[Data extract — start]

extern crate clap;
extern crate colored;
extern crate crossbeam_channel;
extern crate env_logger;
extern crate gps_sdr;
extern crate libc;
extern crate serde_json;

use std::fs::File;
use std::sync::atomic::{AtomicBool, Ordering};
use std::thread;
use std::time::Duration;

use clap::{Arg, App};
use colored::*;
use crossbeam_channel::TryRecvError;

use gps_sdr::config::{ReceiverConfig, SampleFormat, NUM_CODES};
use gps_sdr::receiver::{Receiver, Measurement, Event};

static RUNNING:AtomicBool = AtomicBool::new(true);

extern "C" fn handle_sigint(_sig:libc::c_int) {
	RUNNING.store(false, Ordering::SeqCst);
}

fn main() {

	env_logger::init();
	unsafe { libc::signal(libc::SIGINT, handle_sigint as libc::sighandler_t); }

	let matches = App::new("GPS L1 C/A Software Receiver")
		.version("0.1.0")
		.author("John Stanford (johnwstanford@gmail.com)")
		.about("Runs the acquisition and tracking engine over IQ samples centered on 1575.42 MHz and produces raw measurements")
		.arg(Arg::with_name("filename")
			.short("f").long("filename")
			.help("Input filename")
			.required(true).takes_value(true))
		.arg(Arg::with_name("sample_rate_sps")
			.short("s").long("sample_rate_sps")
			.takes_value(true).required_unless("config"))
		.arg(Arg::with_name("input_type")
			.short("t").long("type")
			.takes_value(true)
			.possible_value("i16").possible_value("i8").possible_value("i16_real"))
		.arg(Arg::with_name("if_hz")
			.long("if_hz").takes_value(true)
			.help("Center frequency of a real-sampled IF stream, zero for complex baseband"))
		.arg(Arg::with_name("config")
			.short("c").long("config").takes_value(true)
			.help("JSON receiver configuration; command line flags override its source settings"))
		.arg(Arg::with_name("max_channels")
			.short("m").long("max_channels").takes_value(true))
		.arg(Arg::with_name("realtime")
			.long("realtime")
			.help("Apply SCHED_FIFO task priorities and run the sample feed unpaced"))
		.get_matches();

	let fname:&str = matches.value_of("filename").unwrap();

	let mut cfg = match matches.value_of("config") {
		Some(path) => ReceiverConfig::from_file(path).unwrap(),
		None => ReceiverConfig::new(matches.value_of("sample_rate_sps").unwrap().parse().unwrap()),
	};
	if let Some(fs) = matches.value_of("sample_rate_sps") { cfg.source.fs_sps = fs.parse().unwrap(); }
	if let Some(t) = matches.value_of("input_type") {
		cfg.source.format = match t {
			"i8"       => SampleFormat::I8Complex,
			"i16_real" => SampleFormat::I16Real,
			_          => SampleFormat::I16Complex,
		};
	}
	if let Some(f) = matches.value_of("if_hz") { cfg.source.if_hz = f.parse().unwrap(); }
	if let Some(m) = matches.value_of("max_channels") { cfg.max_channels = m.parse().unwrap(); }
	cfg.fabric.realtime = matches.is_present("realtime");

	eprintln!("Decoding {} at {} [samples/sec]", &fname, cfg.source.fs_sps);

	let src = File::open(&fname).unwrap();
	let receiver = Receiver::start(cfg, src).unwrap();

	let measurements = receiver.measurements().clone();
	let nav_bits = receiver.nav_bits().clone();
	let events = receiver.events().clone();

	let mut all_measurements:Vec<Measurement> = vec![];
	let mut bit_counts:Vec<usize> = vec![0; NUM_CODES + 1];
	let mut measurements_open = true;
	let mut nav_bits_open = true;
	let mut events_open = true;

	while measurements_open || nav_bits_open || events_open {

		if !RUNNING.load(Ordering::SeqCst) { receiver.stop(); }

		let mut idle = true;

		if events_open {
			match events.try_recv() {
				Ok(event) => {
					idle = false;
					match event {
						Event::Assigned{ slot, prn, doppler_hz, test_stat } =>
							eprintln!("{}", format!("PRN {:02}: acquired at {:+7.0} [Hz] doppler, test statistic {:.2e}, tracking on slot {}",
								prn, doppler_hz, test_stat, slot).green()),
						Event::CandidateRejected{ prn, test_stat, reason } =>
							eprintln!("{}", format!("PRN {:02}: {}, test statistic {:.2e}", prn, reason, test_stat).yellow()),
						Event::ReacquireQueued{ prn, not_before_ms } =>
							eprintln!("PRN {:02}: queued for reacquisition at t+{} [ms]", prn, not_before_ms),
						Event::NoiseFloorUpdated{ test_stat } =>
							eprintln!("{}", format!("noise floor statistic {:.2e}", test_stat).dimmed()),
						Event::ChannelStateChanged{ slot, prn, from, to } =>
							eprintln!("{}", format!("slot {}: PRN {:02} {:?} -> {:?}", slot, prn, from, to).cyan()),
					}
				},
				Err(TryRecvError::Empty) => (),
				Err(TryRecvError::Disconnected) => events_open = false,
			}
		}

		if nav_bits_open {
			match nav_bits.try_recv() {
				Ok(b) => {
					idle = false;
					bit_counts[b.prn] += 1;
				},
				Err(TryRecvError::Empty) => (),
				Err(TryRecvError::Disconnected) => nav_bits_open = false,
			}
		}

		if measurements_open {
			match measurements.try_recv() {
				Ok(m) => {
					idle = false;
					if m.navigation_valid {
						eprintln!("{}", format!("{:9.3} [sec], PRN {:02}: {:5.1} [dB-Hz], {:+8.1} [Hz] doppler, code phase {:8.3} [chips]",
							m.rx_time_s, m.prn, m.cn0_dbhz, m.doppler_hz, m.code_phase_chips).green().bold());
					}
					all_measurements.push(m);
				},
				Err(TryRecvError::Empty) => (),
				Err(TryRecvError::Disconnected) => measurements_open = false,
			}
		}

		if idle { thread::sleep(Duration::from_millis(5)); }

	}

	receiver.join();

	for (prn, count) in bit_counts.iter().enumerate() {
		if *count > 0 { eprintln!("PRN {:02}: {} data bits recovered", prn, count); }
	}

	println!("{}", serde_json::to_string_pretty(&all_measurements).unwrap());

}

[Data extract — finish]

Assignment: From the top of the material above, print every line exactly, ending with the line that holds "use crossbeam_channel::TryRecvError;".

Solution below:
extern crate clap;
extern crate colored;
extern crate crossbeam_channel;
extern crate env_logger;
extern crate gps_sdr;
extern crate libc;
extern crate serde_json;

use std::fs::File;
use std::sync::atomic::{AtomicBool, Ordering};
use std::thread;
use std::time::Duration;

use clap::{Arg, App};
use colored::*;
use crossbeam_channel::TryRecvError;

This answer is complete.